Teria pensado consigo: não seria aquele lugar descoberto uma “terra escolhida” para meus irmãos hebreus? Esta imaginação começou a tornar-se realidade quando o judeu de origem italiana, Fernando de Noronha (Ferdinando della Rogna), primeiro donatário do Brasil, demanda trazer um grande número de mão de obra para explorar seiscentas milhas da costa, construindo e guarnecendo fortalezas na obrigação de pagar uma taxa de arrendamento à coroa portuguesa a partir do terceiro ano (1503 a 1506).
Assim, milhares e milhares de cristãos-novos fugindo da chamada “Santa Inquisição” e das perseguições do “Santo Ofício” de Roma, começaram a colonizar o Brasil. Importante destacar que o presente artigo pretende abordar a contribuição dos Cristãos-Novos na colonização, sem desconsiderar a presença de outros grupos.
Fernando de Noronha, iniciou seus negócios com a exploração e comércio do pau-brasil e, em seguida, trouxe o plantio da cana-de-açúcar das ilhas de São Tomé e da Madeira, estabelecendo os primeiros engenhos e o sistema de plantation (monocultura para exportação).

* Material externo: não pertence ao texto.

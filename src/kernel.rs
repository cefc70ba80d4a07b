// Interrupt-driven round-robin kernel state machine
use log::{debug, error, info, warn};

use crate::config::KernelConfig;
use crate::drivers::DeviceLayer;
use crate::error::KernelError;
use crate::interrupts::{self, Control, Event, InterruptTable};
use crate::process::pcb::{Clock, Pid, ProcessControlBlock, ProcessState};
use crate::process::scheduler::Scheduler;

/// Owned scheduling state of the kernel.
///
/// Every interrupt is handed to [`Kernel::handle_event`] together with the
/// simulator's clock and device layer, runs to completion, and reports
/// whether the kernel is still alive. The first fatal error sticks: every
/// later event is refused with it.
#[derive(Debug)]
pub struct Kernel {
    config: KernelConfig,
    scheduler: Scheduler,
    num_processes: usize,
    halted: bool,
    failed: Option<KernelError>,
    exits: Vec<ProcessExit>,
}

/// Final accounting of a terminated process
#[derive(Debug, Clone, Copy, PartialEq, Eq)]
pub struct ProcessExit {
    pub pid: Pid,
    pub clock: Clock,
    pub cpu_time_used: Clock,
}

/// System-wide snapshot
#[derive(Debug, Clone, PartialEq, Eq)]
pub struct SystemStats {
    pub total_processes: usize,
    pub running_processes: usize,
    pub ready_processes: usize,
    pub blocked_processes: usize,
    pub current_process: Option<Pid>,
    pub ready_queue_len: usize,
    pub dispatches: u64,
    pub idle_dispatches: u64,
    pub preemptions: u64,
    pub exited_processes: usize,
}

/// Builds the kernel and registers its handlers with the simulator's table.
/// Must run once, before the first interrupt.
pub fn initialize_kernel(
    config: KernelConfig,
    table: &mut InterruptTable,
) -> Result<Kernel, KernelError> {
    let kernel = Kernel::new(config)?;
    interrupts::install(table);
    info!(
        "Kernel initialized: {} slots, quantum {}",
        config.max_processes, config.quantum
    );
    Ok(kernel)
}

impl Kernel {
    /// Fresh kernel with process 0 running since clock 0.
    pub fn new(config: KernelConfig) -> Result<Self, KernelError> {
        config.validate()?;
        let mut scheduler = Scheduler::new(config.max_processes, config.quantum);
        scheduler.reset(Pid::INIT, 0)?;
        info!("Time 0: Process {} runs", Pid::INIT);
        Ok(Self {
            config,
            scheduler,
            num_processes: 1,
            halted: false,
            failed: None,
            exits: Vec::new(),
        })
    }

    /// Applies one interrupt.
    pub fn handle_event(
        &mut self,
        event: Event,
        clock: Clock,
        devices: &mut dyn DeviceLayer,
    ) -> Result<Control, KernelError> {
        if let Some(error) = self.failed {
            return Err(error);
        }
        if self.halted {
            debug!("Time {}: kernel halted, {:?} ignored", clock, event);
            return Ok(Control::Halt);
        }
        match self.apply(event, clock, devices) {
            Ok(control) => {
                debug_assert!(self.is_consistent(), "scheduler invariants broken by {:?}", event);
                Ok(control)
            }
            Err(error) => Err(self.fail(error)),
        }
    }

    /// Records a fatal error and hands back the one that stopped the kernel.
    pub fn fail(&mut self, error: KernelError) -> KernelError {
        let first = *self.failed.get_or_insert(error);
        error!("Fatal kernel error: {}", first);
        first
    }

    fn apply(
        &mut self,
        event: Event,
        clock: Clock,
        devices: &mut dyn DeviceLayer,
    ) -> Result<Control, KernelError> {
        let control = match event {
            Event::DiskRead { block } => self.handle_disk_read(block, clock, devices)?,
            Event::DiskWrite => self.handle_disk_write(clock, devices)?,
            Event::KeyboardRead => self.handle_keyboard_read(clock, devices)?,
            Event::Fork { child } => self.handle_fork(child, clock)?,
            Event::Exit { pid } => self.handle_exit(pid, clock)?,
            Event::ClockTick => self.handle_clock_tick(clock)?,
            Event::DiskComplete { pid } => self.handle_completion(pid, clock, "DISK_INTERRUPT")?,
            Event::KeyboardComplete { pid } => {
                self.handle_completion(pid, clock, "KEYBOARD_INTERRUPT")?
            }
        };
        Ok(control)
    }

    fn handle_disk_read(
        &mut self,
        block: u64,
        clock: Clock,
        devices: &mut dyn DeviceLayer,
    ) -> Result<Control, KernelError> {
        let pid = self.scheduler.block_current(clock)?;
        devices.disk_read_request(pid, block);
        self.scheduler.choose_next_process(clock);
        Ok(Control::Continue)
    }

    fn handle_disk_write(
        &mut self,
        clock: Clock,
        devices: &mut dyn DeviceLayer,
    ) -> Result<Control, KernelError> {
        let pid = self.scheduler.current().ok_or(KernelError::NoCurrentProcess)?;
        devices.disk_write_request(pid);
        debug!("Time {}: Process {} writes to disk", clock, pid);
        Ok(Control::Continue)
    }

    fn handle_keyboard_read(
        &mut self,
        clock: Clock,
        devices: &mut dyn DeviceLayer,
    ) -> Result<Control, KernelError> {
        let pid = self.scheduler.block_current(clock)?;
        devices.keyboard_read_request(pid);
        self.scheduler.choose_next_process(clock);
        Ok(Control::Continue)
    }

    fn handle_fork(&mut self, child: Pid, clock: Clock) -> Result<Control, KernelError> {
        let child = self.scheduler.table().check(child)?;
        if self.scheduler.is_idle() {
            warn!("Time {}: fork of pid {} ignored, processor is idle", clock, child);
            return Ok(Control::Continue);
        }
        self.scheduler.table_mut().create(child)?;
        self.scheduler.make_ready(child)?;
        self.num_processes += 1;
        info!("Time {}: Creating process entry for pid {}", clock, child);
        Ok(Control::Continue)
    }

    /// Terminates `pid`. Only a process that holds the CPU is charged for
    /// the running slice; another process killed from outside keeps what
    /// it had and simply leaves the queue.
    fn handle_exit(&mut self, pid: Pid, clock: Clock) -> Result<Control, KernelError> {
        let pid = self.scheduler.table().check(pid)?;
        if self.scheduler.table().get(pid).is_none() {
            warn!("Time {}: exit of uninitialized pid {} ignored", clock, pid);
            return Ok(Control::Continue);
        }

        if self.scheduler.current() == Some(pid) {
            self.scheduler.accrue(pid, clock);
            self.scheduler.clear_current();
        } else {
            self.scheduler.ready_mut().remove(pid)?;
        }
        let cpu_time_used = self
            .scheduler
            .table_mut()
            .release(pid)
            .map_or(0, |pcb| pcb.cpu_time_used);
        self.exits.push(ProcessExit {
            pid,
            clock,
            cpu_time_used,
        });
        info!(
            "Time {}: Process {} exits. Total CPU time = {}",
            clock, pid, cpu_time_used
        );

        self.num_processes -= 1;
        if self.num_processes == 0 {
            info!("--No more processes to execute--");
            self.halted = true;
            self.scheduler.clear_current();
            return Ok(Control::Halt);
        }
        if self.scheduler.is_idle() {
            self.scheduler.choose_next_process(clock);
        }
        Ok(Control::Continue)
    }

    fn handle_clock_tick(&mut self, clock: Clock) -> Result<Control, KernelError> {
        if self.scheduler.quantum_expired(clock) {
            self.scheduler.preempt_current(clock)?;
        }
        Ok(Control::Continue)
    }

    fn handle_completion(
        &mut self,
        pid: Pid,
        clock: Clock,
        source: &str,
    ) -> Result<Control, KernelError> {
        let pid = self.scheduler.table().check(pid)?;
        match self.scheduler.table().state(pid) {
            Some(ProcessState::Blocked) => {}
            state => {
                warn!(
                    "Time {}: {} for pid {} ignored, process is {:?}",
                    clock, source, pid, state
                );
                return Ok(Control::Continue);
            }
        }
        self.scheduler.make_ready(pid)?;
        info!("Time {}: Handled {} for pid {}", clock, source, pid);
        if self.scheduler.is_idle() {
            self.scheduler.choose_next_process(clock);
        }
        Ok(Control::Continue)
    }

    /// Checks the table, queue and current cell against each other: the
    /// queue holds exactly the Ready processes, at most one process runs
    /// and it is the current one, and the process count matches the table.
    pub fn is_consistent(&self) -> bool {
        let table = self.scheduler.table();
        let ready = self.scheduler.ready();
        let queued = ready.pids();

        let queue_matches = queued.len() == table.count(ProcessState::Ready)
            && queued
                .iter()
                .all(|&pid| table.state(pid) == Some(ProcessState::Ready));
        let running: Vec<Pid> = table
            .iter()
            .filter(|(_, pcb)| pcb.state == ProcessState::Running)
            .map(|(pid, _)| pid)
            .collect();
        let current_matches = match self.scheduler.current() {
            Some(pid) => running == [pid],
            None => running.is_empty(),
        };
        queue_matches && current_matches && table.live_count() == self.num_processes
    }

    pub fn current(&self) -> Option<Pid> {
        self.scheduler.current()
    }

    pub fn is_idle(&self) -> bool {
        self.scheduler.is_idle()
    }

    pub fn is_halted(&self) -> bool {
        self.halted
    }

    /// The fatal error that stopped the kernel, if any.
    pub fn failure(&self) -> Option<KernelError> {
        self.failed
    }

    pub fn num_processes(&self) -> usize {
        self.num_processes
    }

    /// State of `pid`, `None` if the slot is free or out of range.
    pub fn state(&self, pid: Pid) -> Option<ProcessState> {
        self.process(pid).map(|pcb| pcb.state)
    }

    pub fn process(&self, pid: Pid) -> Option<&ProcessControlBlock> {
        let table = self.scheduler.table();
        table.check(pid).ok().and_then(|pid| table.get(pid))
    }

    pub fn cpu_time_used(&self, pid: Pid) -> Option<Clock> {
        self.process(pid).map(|pcb| pcb.cpu_time_used)
    }

    /// Ready queue from head to tail
    pub fn ready_pids(&self) -> Vec<Pid> {
        self.scheduler.ready().pids()
    }

    pub fn exits(&self) -> &[ProcessExit] {
        &self.exits
    }

    pub fn config(&self) -> &KernelConfig {
        &self.config
    }

    pub fn scheduler(&self) -> &Scheduler {
        &self.scheduler
    }

    pub fn stats(&self) -> SystemStats {
        let table = self.scheduler.table();
        let counters = self.scheduler.stats();
        SystemStats {
            total_processes: table.live_count(),
            running_processes: table.count(ProcessState::Running),
            ready_processes: table.count(ProcessState::Ready),
            blocked_processes: table.count(ProcessState::Blocked),
            current_process: self.scheduler.current(),
            ready_queue_len: self.scheduler.ready().len(),
            dispatches: counters.dispatches,
            idle_dispatches: counters.idle_dispatches,
            preemptions: counters.preemptions,
            exited_processes: self.exits.len(),
        }
    }
}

Destaca-se, também, outro cristão-novo, Diogo Fernandes, o primeiro dono do Engenho “De Santiago” no nordeste brasileiro. Afinal, os cripto-judeus portugueses, como qualquer outro judeu da diáspora, procurava um lugar tranquilo e seguro para ali se estabelecer, trabalhar, e criar sua família dignamente. Na Terra de Santa Cruz os cristãos-novos prosperaram e se multiplicaram.

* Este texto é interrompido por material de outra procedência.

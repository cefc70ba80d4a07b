// Hardware simulator driving the kernel: clock, registers, devices
pub mod devices;
pub mod workload;

use std::fmt;

use log::debug;

use crate::config::{KernelConfig, SimConfig};
use crate::drivers::DeviceRequest;
use crate::error::KernelError;
use crate::interrupts::{Control, Event, InterruptContext, InterruptTable, Registers};
use crate::kernel::{initialize_kernel, Kernel, ProcessExit, SystemStats};
use crate::process::pcb::{Clock, Pid};

pub use devices::{Completion, SimDevices};
pub use workload::{Op, Workload};

/// Why a simulated run stopped without the kernel halting
#[derive(Debug, Clone, Copy, PartialEq, Eq)]
pub enum SimError {
    Kernel(KernelError),
    TimeLimit(Clock),
}

impl From<KernelError> for SimError {
    fn from(error: KernelError) -> Self {
        SimError::Kernel(error)
    }
}

impl fmt::Display for SimError {
    fn fmt(&self, f: &mut fmt::Formatter) -> fmt::Result {
        match self {
            SimError::Kernel(error) => write!(f, "Kernel error: {}", error),
            SimError::TimeLimit(clock) => write!(f, "Time limit reached at {}", clock),
        }
    }
}

impl std::error::Error for SimError {}

/// Outcome of a run that ended with the kernel halting
#[derive(Debug, Clone)]
pub struct RunReport {
    pub clock: Clock,
    pub stats: SystemStats,
    pub exits: Vec<ProcessExit>,
    pub requests: Vec<DeviceRequest>,
}

#[derive(Debug, Clone, Copy, Default)]
struct Cursor {
    pc: usize,
    remaining: Option<Clock>,
}

/// The simulated machine.
///
/// Each [`Machine::step`] lets the running process issue its pending traps
/// and compute for one clock unit, advances the clock, delivers due device
/// completions and finally the clock interrupt.
pub struct Machine {
    clock: Clock,
    registers: Registers,
    table: InterruptTable,
    kernel: Kernel,
    devices: SimDevices,
    workload: Workload,
    cursors: Vec<Cursor>,
    config: SimConfig,
}

impl Machine {
    /// Initializes the kernel against a fresh interrupt table.
    pub fn boot(
        kernel_config: KernelConfig,
        config: SimConfig,
        workload: Workload,
    ) -> Result<Self, SimError> {
        let mut table = InterruptTable::new();
        let kernel = initialize_kernel(kernel_config, &mut table)?;
        Ok(Self {
            clock: 0,
            registers: Registers::default(),
            table,
            kernel,
            devices: SimDevices::new(&config),
            workload,
            cursors: vec![Cursor::default(); kernel_config.max_processes],
            config,
        })
    }

    /// Loads the registers for `event` and runs the registered handler.
    pub fn interrupt(&mut self, event: Event) -> Result<Control, KernelError> {
        let (index, registers) = event.encode();
        self.registers = registers;
        self.devices.set_clock(self.clock);
        let mut ctx = InterruptContext {
            clock: self.clock,
            registers,
            devices: &mut self.devices,
        };
        self.table.dispatch(index, &mut self.kernel, &mut ctx)
    }

    pub fn step(&mut self) -> Result<Control, SimError> {
        if self.run_current()? == Control::Halt {
            return Ok(Control::Halt);
        }
        self.clock += 1;
        while let Some(completion) = self.devices.poll(self.clock) {
            if self.interrupt(completion.event())? == Control::Halt {
                return Ok(Control::Halt);
            }
        }
        Ok(self.interrupt(Event::ClockTick)?)
    }

    /// Steps until the kernel halts or the time limit is hit.
    pub fn run(&mut self) -> Result<RunReport, SimError> {
        loop {
            if self.clock >= self.config.time_limit {
                return Err(SimError::TimeLimit(self.clock));
            }
            if self.step()? == Control::Halt {
                break;
            }
        }
        Ok(RunReport {
            clock: self.clock,
            stats: self.kernel.stats(),
            exits: self.kernel.exits().to_vec(),
            requests: self.devices.requests().to_vec(),
        })
    }

    /// Issues the running process's traps until it computes for one unit
    /// or the CPU goes idle. Whoever holds the CPU after a trap continues
    /// in the same unit.
    fn run_current(&mut self) -> Result<Control, SimError> {
        while let Some(pid) = self.kernel.current() {
            let op = self.next_op(pid);
            match op {
                Op::Compute(0) => self.advance(pid),
                Op::Compute(units) => {
                    let cursor = &mut self.cursors[pid.index()];
                    let left = cursor.remaining.get_or_insert(units);
                    *left -= 1;
                    if *left == 0 {
                        cursor.remaining = None;
                        cursor.pc += 1;
                    }
                    return Ok(Control::Continue);
                }
                Op::Fork(child) => {
                    self.advance(pid);
                    if let Some(cursor) = self.cursors.get_mut(child.index()) {
                        *cursor = Cursor::default();
                    }
                    if self.interrupt(Event::Fork { child })? == Control::Halt {
                        return Ok(Control::Halt);
                    }
                }
                trap => {
                    self.advance(pid);
                    if let Some(event) = trap.trap(pid) {
                        debug!("Time {}: process {} traps with {:?}", self.clock, pid, event);
                        if self.interrupt(event)? == Control::Halt {
                            return Ok(Control::Halt);
                        }
                    }
                }
            }
        }
        Ok(Control::Continue)
    }

    /// Current op of `pid`; past the end of its program it exits.
    fn next_op(&self, pid: Pid) -> Op {
        let pc = self.cursors[pid.index()].pc;
        self.workload.program(pid).get(pc).copied().unwrap_or(Op::Exit)
    }

    fn advance(&mut self, pid: Pid) {
        let cursor = &mut self.cursors[pid.index()];
        cursor.pc += 1;
        cursor.remaining = None;
    }

    pub fn clock(&self) -> Clock {
        self.clock
    }

    pub fn registers(&self) -> Registers {
        self.registers
    }

    pub fn kernel(&self) -> &Kernel {
        &self.kernel
    }

    pub fn devices(&self) -> &SimDevices {
        &self.devices
    }
}

#[cfg(test)]
mod tests {
    use super::*;
    use crate::process::pcb::ProcessState;

    fn boot(workload: Workload) -> Machine {
        Machine::boot(KernelConfig::default(), SimConfig::default(), workload).unwrap()
    }

    #[test]
    fn compute_only_process_exits_with_its_work() {
        let mut machine = boot(Workload::new().with_program(Pid::INIT, vec![Op::Compute(90)]));
        let report = machine.run().unwrap();
        assert_eq!(report.clock, 90);
        assert_eq!(report.exits.len(), 1);
        assert_eq!(report.exits[0].cpu_time_used, 90);
        assert!(machine.kernel().is_halted());
    }

    #[test]
    fn blocked_process_resumes_after_disk_latency() {
        let workload = Workload::new().with_program(
            Pid::INIT,
            vec![Op::Compute(5), Op::DiskRead(1), Op::Compute(5)],
        );
        let mut machine = boot(workload);
        for _ in 0..5 {
            machine.step().unwrap();
        }
        machine.step().unwrap();
        assert_eq!(machine.kernel().state(Pid::INIT), Some(ProcessState::Blocked));
        assert!(machine.kernel().is_idle());

        let report = machine.run().unwrap();
        assert_eq!(report.exits[0].cpu_time_used, 10);
        assert_eq!(report.clock, 5 + SimConfig::default().disk_latency + 5);
    }

    #[test]
    fn fork_restarts_child_program() {
        let child = Pid::new(1);
        let workload = Workload::new()
            .with_program(Pid::INIT, vec![Op::Fork(child), Op::Compute(10)])
            .with_program(child, vec![Op::Compute(10)]);
        let mut machine = boot(workload);
        let report = machine.run().unwrap();
        assert_eq!(report.exits.len(), 2);
        assert_eq!(report.clock, 20);
        assert!(report.exits.iter().all(|exit| exit.cpu_time_used == 10));
    }

    #[test]
    fn unknown_fork_target_stops_the_run() {
        let workload = Workload::new().with_program(Pid::INIT, vec![Op::Fork(Pid::new(99))]);
        let mut machine = boot(workload);
        assert_eq!(
            machine.run().err(),
            Some(SimError::Kernel(KernelError::InvalidPid(99)))
        );

        // The kernel refuses to go on after the fault.
        assert_eq!(
            machine.step().err(),
            Some(SimError::Kernel(KernelError::InvalidPid(99)))
        );
        assert_eq!(machine.kernel().current(), Some(Pid::INIT));
        assert!(machine.kernel().exits().is_empty());
    }

    #[test]
    fn traps_are_issued_before_the_clock_advances() {
        let workload =
            Workload::new().with_program(Pid::INIT, vec![Op::Compute(5), Op::DiskRead(1)]);
        let mut machine = boot(workload);
        for _ in 0..6 {
            machine.step().unwrap();
        }
        assert_eq!(machine.clock(), 6);
        // Charged at clock 5, the moment the read was issued.
        assert_eq!(machine.kernel().cpu_time_used(Pid::INIT), Some(5));
        assert_eq!(
            machine.devices().requests(),
            &[DeviceRequest::DiskRead {
                pid: Pid::INIT,
                block: 1
            }]
        );
        assert_eq!(machine.devices().in_flight(), 1);
    }

    #[test]
    fn endless_program_hits_time_limit() {
        let workload = Workload::new().with_program(Pid::INIT, vec![Op::Compute(Clock::MAX)]);
        let config = SimConfig {
            time_limit: 200,
            ..SimConfig::default()
        };
        let mut machine = Machine::boot(KernelConfig::default(), config, workload).unwrap();
        assert_eq!(machine.run().err(), Some(SimError::TimeLimit(200)));
    }

    #[test]
    fn trap_registers_are_visible() {
        let workload = Workload::new().with_program(Pid::INIT, vec![Op::DiskRead(33)]);
        let mut machine = boot(workload);
        machine.step().unwrap();
        // The clock interrupt was the last delivery of the step.
        assert_eq!(machine.registers(), Registers::default());
        assert_eq!(
            machine.devices().requests(),
            &[DeviceRequest::DiskRead {
                pid: Pid::INIT,
                block: 33
            }]
        );
    }
}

Em 1531, Portugal obteve de Roma a indicação de um Inquisidor Oficial para o Reino, e em 1540, Lisboa promulgou seu primeiro Auto-de-fé. Daí em diante, a colônia brasileira tornou-se local de exílio, para onde eram transportados os réus de crimes comuns, bem como judaizantes, ou seja, aqueles que aparentemente afirmavam ser cristãos-novos, porém, continuavam em secreto a professar a fé judaica.
Mas, esta tranquilidade acabou em 1591, quando o Brasil recebeu a visita do primeiro inquisidor, Heitor Furtado de Mendonça, enviado pelo Tribunal da Inquisição Portuguesa. A partir desta data inicia-se as delações daqueles que praticavam o crime de heresia naquela época, a saber, as práticas de tradições e ritos judaicos, bem como, bruxarias, feitiçarias, magias, incluindo também os apóstatas, bígamos, sacrílegos e qualquer outra conduta que ferisse os dogmas da Igreja Católica.
A perseguição aos cristãos-novos brasileiros representou mais de 80% dos processos da Inquisição portuguesa. Isto se deve à discriminação do povo hebreu como “assassinos” de Cristo desde os primórdios do cristianismo, seguido do interesse econômico, haja vista que os bens daqueles que se encontravam sob processos inquisitoriais eram confiscados.
Vários historiadores brasileiros que analisaram os processos inquisitoriais disponíveis na Torre do Tombo, em Lisboa, apresentam detalhes históricos desses colonizadores brasileiros que foram deportados, presos, processados, julgados e condenados às fogueiras da inquisição portuguesa. Portanto, ao se estudar tais processos pode-se constatar peculiares características, costumes, tradições que resultaram numa relevante influência judaica na formação do povo brasileiro.